**TO DO**
Locate, in the data below, the line that contains "repository 8bf7317482cb5a52" and the line that contains "controller.shutdown().await.unwrap();"; reproduce exactly those two lines and every line between them, nothing more.

**AVAILABLE RECORDS**

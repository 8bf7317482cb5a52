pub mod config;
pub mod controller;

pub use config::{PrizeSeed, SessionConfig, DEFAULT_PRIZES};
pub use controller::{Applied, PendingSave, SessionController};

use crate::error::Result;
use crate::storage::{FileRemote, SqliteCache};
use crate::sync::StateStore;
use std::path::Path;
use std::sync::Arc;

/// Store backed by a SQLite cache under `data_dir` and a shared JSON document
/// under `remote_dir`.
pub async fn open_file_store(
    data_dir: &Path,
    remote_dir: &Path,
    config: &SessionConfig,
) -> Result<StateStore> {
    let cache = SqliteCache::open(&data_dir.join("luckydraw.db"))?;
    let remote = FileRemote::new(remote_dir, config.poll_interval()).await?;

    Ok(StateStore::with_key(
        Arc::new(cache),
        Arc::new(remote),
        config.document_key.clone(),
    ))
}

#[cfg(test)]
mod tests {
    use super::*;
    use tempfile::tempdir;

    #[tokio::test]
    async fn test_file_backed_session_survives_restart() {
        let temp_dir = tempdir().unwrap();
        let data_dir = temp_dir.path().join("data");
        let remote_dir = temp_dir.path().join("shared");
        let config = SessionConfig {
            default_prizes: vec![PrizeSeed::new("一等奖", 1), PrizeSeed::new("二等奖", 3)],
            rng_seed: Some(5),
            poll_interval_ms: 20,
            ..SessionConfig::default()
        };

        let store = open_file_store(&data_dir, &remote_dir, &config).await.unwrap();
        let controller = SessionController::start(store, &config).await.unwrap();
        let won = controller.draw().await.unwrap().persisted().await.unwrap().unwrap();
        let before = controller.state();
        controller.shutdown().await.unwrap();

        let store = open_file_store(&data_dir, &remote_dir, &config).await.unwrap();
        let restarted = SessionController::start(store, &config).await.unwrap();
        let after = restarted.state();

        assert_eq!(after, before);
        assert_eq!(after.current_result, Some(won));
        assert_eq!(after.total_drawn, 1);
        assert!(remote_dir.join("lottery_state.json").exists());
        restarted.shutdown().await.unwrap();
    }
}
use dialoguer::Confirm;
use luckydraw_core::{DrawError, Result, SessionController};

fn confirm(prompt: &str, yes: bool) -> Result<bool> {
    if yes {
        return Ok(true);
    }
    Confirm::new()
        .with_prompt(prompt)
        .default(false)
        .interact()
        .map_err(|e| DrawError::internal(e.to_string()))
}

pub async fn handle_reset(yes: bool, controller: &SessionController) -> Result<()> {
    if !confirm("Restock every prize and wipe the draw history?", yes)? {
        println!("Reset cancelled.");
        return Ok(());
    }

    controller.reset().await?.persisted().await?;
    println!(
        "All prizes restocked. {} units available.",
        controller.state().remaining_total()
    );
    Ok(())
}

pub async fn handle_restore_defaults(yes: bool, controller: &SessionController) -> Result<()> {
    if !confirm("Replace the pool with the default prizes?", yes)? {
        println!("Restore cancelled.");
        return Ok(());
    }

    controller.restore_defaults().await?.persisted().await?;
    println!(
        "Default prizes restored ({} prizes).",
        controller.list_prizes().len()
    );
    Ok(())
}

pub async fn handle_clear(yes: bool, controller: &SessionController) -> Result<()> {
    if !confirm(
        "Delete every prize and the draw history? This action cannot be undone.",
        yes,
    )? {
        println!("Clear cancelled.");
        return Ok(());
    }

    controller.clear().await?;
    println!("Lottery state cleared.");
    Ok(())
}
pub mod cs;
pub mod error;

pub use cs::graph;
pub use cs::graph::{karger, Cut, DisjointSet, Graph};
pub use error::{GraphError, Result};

--

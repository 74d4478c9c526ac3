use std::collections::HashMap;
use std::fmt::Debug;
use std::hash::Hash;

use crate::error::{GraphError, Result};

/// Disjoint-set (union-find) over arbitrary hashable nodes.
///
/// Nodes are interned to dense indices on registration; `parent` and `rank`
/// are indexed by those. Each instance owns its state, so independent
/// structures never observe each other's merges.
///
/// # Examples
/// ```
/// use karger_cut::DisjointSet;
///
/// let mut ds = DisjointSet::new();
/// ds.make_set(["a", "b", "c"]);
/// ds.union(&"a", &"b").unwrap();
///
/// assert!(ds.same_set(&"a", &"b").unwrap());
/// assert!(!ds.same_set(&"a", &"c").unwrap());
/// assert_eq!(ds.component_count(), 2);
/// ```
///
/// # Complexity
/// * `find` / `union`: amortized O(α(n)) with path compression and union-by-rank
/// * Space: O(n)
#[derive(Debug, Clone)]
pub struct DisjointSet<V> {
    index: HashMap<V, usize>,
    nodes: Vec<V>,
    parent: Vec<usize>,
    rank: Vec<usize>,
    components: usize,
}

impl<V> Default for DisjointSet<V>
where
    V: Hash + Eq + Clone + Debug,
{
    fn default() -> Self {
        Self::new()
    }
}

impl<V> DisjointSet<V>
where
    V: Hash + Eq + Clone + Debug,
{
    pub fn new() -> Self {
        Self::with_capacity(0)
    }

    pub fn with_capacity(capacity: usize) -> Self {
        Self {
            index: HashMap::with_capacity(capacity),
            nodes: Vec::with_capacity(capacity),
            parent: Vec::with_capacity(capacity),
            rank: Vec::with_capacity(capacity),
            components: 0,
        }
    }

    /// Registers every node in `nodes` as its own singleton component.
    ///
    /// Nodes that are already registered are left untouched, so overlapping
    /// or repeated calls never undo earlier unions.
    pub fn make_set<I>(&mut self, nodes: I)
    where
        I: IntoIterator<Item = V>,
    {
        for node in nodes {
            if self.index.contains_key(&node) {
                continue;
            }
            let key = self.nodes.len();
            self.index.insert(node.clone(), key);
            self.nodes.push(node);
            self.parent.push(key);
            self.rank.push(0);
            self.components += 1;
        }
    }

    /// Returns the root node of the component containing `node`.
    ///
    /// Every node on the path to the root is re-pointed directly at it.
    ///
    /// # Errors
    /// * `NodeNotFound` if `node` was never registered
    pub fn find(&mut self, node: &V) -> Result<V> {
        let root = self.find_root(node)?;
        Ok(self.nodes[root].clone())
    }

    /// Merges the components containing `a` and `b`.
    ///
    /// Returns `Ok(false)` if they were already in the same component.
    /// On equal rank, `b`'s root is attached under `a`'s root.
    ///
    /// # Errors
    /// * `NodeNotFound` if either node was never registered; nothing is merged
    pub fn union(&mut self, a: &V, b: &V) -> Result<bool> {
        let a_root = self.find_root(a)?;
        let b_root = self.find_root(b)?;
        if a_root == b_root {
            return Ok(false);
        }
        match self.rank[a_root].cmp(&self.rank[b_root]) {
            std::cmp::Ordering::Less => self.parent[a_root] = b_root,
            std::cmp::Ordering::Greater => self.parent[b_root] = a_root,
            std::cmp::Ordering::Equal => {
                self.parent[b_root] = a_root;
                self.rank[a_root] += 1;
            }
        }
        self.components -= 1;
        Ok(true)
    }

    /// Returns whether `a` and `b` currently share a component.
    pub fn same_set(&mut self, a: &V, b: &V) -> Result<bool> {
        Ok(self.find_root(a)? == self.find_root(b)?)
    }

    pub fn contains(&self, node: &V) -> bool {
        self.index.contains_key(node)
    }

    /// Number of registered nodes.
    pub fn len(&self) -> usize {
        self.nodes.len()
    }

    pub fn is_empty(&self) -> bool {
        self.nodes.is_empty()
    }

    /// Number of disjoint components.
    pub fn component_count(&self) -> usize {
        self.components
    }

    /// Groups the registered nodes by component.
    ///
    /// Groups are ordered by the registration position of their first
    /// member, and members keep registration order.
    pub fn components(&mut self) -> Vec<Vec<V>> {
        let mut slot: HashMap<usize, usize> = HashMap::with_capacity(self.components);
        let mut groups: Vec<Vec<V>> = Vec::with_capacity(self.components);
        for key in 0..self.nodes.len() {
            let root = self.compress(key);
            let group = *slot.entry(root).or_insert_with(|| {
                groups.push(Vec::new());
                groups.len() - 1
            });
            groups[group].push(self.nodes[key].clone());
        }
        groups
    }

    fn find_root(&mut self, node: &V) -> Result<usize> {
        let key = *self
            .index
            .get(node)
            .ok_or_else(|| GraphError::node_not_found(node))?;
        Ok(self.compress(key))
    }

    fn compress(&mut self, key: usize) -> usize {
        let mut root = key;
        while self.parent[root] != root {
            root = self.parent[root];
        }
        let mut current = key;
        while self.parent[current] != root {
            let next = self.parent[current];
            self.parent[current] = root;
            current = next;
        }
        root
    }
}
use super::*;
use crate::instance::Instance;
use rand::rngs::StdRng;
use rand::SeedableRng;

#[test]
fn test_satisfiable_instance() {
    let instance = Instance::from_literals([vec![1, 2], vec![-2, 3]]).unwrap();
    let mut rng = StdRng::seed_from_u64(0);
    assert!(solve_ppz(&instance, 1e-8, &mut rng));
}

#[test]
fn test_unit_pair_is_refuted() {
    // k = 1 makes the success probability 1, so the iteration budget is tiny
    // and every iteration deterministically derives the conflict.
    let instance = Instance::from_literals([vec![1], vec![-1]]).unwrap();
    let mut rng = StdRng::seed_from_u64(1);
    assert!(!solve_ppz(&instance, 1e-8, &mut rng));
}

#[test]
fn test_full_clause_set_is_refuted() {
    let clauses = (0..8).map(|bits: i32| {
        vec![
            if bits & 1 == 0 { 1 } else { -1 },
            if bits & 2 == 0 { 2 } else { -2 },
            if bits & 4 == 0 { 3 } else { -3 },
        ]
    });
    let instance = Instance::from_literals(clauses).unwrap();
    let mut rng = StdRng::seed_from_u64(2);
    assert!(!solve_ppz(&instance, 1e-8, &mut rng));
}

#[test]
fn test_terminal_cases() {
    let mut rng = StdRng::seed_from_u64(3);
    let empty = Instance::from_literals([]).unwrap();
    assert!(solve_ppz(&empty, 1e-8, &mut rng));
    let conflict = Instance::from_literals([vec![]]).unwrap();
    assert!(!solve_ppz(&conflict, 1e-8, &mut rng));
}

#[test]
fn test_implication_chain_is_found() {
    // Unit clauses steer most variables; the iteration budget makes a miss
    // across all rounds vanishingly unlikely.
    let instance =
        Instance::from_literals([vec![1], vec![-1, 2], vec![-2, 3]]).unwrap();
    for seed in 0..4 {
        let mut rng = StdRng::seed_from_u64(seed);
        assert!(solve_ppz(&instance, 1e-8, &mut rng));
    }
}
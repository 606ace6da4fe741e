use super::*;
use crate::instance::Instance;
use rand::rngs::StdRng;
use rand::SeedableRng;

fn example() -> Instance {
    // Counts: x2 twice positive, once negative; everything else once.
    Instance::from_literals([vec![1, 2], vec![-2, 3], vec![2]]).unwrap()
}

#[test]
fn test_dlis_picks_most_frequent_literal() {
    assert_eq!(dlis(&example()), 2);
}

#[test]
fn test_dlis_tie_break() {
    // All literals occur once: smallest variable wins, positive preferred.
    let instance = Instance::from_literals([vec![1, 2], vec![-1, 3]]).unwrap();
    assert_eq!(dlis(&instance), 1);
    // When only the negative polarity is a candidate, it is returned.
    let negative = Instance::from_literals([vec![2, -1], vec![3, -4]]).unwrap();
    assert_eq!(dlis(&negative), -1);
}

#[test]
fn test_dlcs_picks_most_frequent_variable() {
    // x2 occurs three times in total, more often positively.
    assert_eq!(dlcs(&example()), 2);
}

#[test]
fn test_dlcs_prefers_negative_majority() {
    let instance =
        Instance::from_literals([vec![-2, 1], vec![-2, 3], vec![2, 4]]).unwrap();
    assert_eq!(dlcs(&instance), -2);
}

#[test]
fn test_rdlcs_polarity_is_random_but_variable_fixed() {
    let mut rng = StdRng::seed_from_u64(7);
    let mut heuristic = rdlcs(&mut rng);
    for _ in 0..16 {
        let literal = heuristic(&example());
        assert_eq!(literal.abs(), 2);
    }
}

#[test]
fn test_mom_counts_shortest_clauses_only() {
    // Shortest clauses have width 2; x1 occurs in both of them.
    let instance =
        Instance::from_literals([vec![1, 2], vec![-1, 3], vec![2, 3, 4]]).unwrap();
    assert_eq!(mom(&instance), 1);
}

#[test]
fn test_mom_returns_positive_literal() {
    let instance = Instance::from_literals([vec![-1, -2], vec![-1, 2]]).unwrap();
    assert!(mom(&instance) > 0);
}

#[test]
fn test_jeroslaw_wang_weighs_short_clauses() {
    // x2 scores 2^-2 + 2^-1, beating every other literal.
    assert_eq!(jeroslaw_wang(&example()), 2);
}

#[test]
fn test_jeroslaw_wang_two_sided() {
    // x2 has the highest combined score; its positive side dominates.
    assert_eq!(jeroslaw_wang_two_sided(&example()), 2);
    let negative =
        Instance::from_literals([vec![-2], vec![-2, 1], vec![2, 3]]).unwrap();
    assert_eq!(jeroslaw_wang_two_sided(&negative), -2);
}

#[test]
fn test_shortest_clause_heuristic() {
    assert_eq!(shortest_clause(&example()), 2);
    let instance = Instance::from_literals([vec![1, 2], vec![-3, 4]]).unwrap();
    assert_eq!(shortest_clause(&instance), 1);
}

--

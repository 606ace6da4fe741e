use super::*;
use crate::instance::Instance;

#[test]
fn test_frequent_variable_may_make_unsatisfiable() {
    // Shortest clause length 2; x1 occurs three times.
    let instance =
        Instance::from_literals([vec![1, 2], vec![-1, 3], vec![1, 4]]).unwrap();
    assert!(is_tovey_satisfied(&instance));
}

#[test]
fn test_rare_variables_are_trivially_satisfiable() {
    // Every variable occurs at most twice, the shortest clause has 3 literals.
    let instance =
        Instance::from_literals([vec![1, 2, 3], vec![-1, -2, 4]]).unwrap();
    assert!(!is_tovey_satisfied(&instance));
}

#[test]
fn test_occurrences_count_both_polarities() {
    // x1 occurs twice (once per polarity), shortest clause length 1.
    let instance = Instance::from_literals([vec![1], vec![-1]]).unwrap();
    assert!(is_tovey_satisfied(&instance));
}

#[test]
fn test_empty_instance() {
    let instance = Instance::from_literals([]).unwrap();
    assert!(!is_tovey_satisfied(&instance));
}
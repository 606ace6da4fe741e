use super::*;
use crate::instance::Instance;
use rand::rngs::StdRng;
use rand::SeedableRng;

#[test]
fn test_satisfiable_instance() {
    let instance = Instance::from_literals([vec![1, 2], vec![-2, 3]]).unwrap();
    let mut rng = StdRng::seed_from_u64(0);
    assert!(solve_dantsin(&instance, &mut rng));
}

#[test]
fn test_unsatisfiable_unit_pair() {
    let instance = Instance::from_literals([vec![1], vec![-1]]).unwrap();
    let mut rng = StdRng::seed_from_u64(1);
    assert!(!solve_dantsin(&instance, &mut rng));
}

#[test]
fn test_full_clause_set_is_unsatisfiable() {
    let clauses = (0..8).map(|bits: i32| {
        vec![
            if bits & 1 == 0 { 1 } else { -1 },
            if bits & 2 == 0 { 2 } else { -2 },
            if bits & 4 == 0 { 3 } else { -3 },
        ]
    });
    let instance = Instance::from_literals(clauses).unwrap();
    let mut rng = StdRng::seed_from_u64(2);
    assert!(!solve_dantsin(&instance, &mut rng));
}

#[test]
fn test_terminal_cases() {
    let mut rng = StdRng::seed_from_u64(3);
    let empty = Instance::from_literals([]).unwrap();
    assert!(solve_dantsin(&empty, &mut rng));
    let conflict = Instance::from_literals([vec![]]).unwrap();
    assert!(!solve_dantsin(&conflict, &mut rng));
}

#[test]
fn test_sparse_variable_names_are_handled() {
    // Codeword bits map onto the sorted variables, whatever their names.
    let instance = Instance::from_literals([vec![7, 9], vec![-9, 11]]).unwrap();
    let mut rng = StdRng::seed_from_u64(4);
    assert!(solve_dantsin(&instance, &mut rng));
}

**TASK ANSWER**
repository 8bf7317482cb5a52
pub mod config;
pub mod controller;

pub use config::{PrizeSeed, SessionConfig, DEFAULT_PRIZES};
pub use controller::{Applied, PendingSave, SessionController};

use crate::error::Result;
use crate::storage::{FileRemote, SqliteCache};
use crate::sync::StateStore;
use std::path::Path;
use std::sync::Arc;

/// Store backed by a SQLite cache under `data_dir` and a shared JSON document
/// under `remote_dir`.
pub async fn open_file_store(
    data_dir: &Path,
    remote_dir: &Path,
    config: &SessionConfig,
) -> Result<StateStore> {
    let cache = SqliteCache::open(&data_dir.join("luckydraw.db"))?;
    let remote = FileRemote::new(remote_dir, config.poll_interval()).await?;

    Ok(StateStore::with_key(
        Arc::new(cache),
        Arc::new(remote),
        config.document_key.clone(),
    ))
}

#[cfg(test)]
mod tests {
    use super::*;
    use tempfile::tempdir;

    #[tokio::test]
    async fn test_file_backed_session_survives_restart() {
        let temp_dir = tempdir().unwrap();
        let data_dir = temp_dir.path().join("data");
        let remote_dir = temp_dir.path().join("shared");
        let config = SessionConfig {
            default_prizes: vec![PrizeSeed::new("一等奖", 1), PrizeSeed::new("二等奖", 3)],
            rng_seed: Some(5),
            poll_interval_ms: 20,
            ..SessionConfig::default()
        };

        let store = open_file_store(&data_dir, &remote_dir, &config).await.unwrap();
        let controller = SessionController::start(store, &config).await.unwrap();
        let won = controller.draw().await.unwrap().persisted().await.unwrap().unwrap();
        let before = controller.state();
        controller.shutdown().await.unwrap();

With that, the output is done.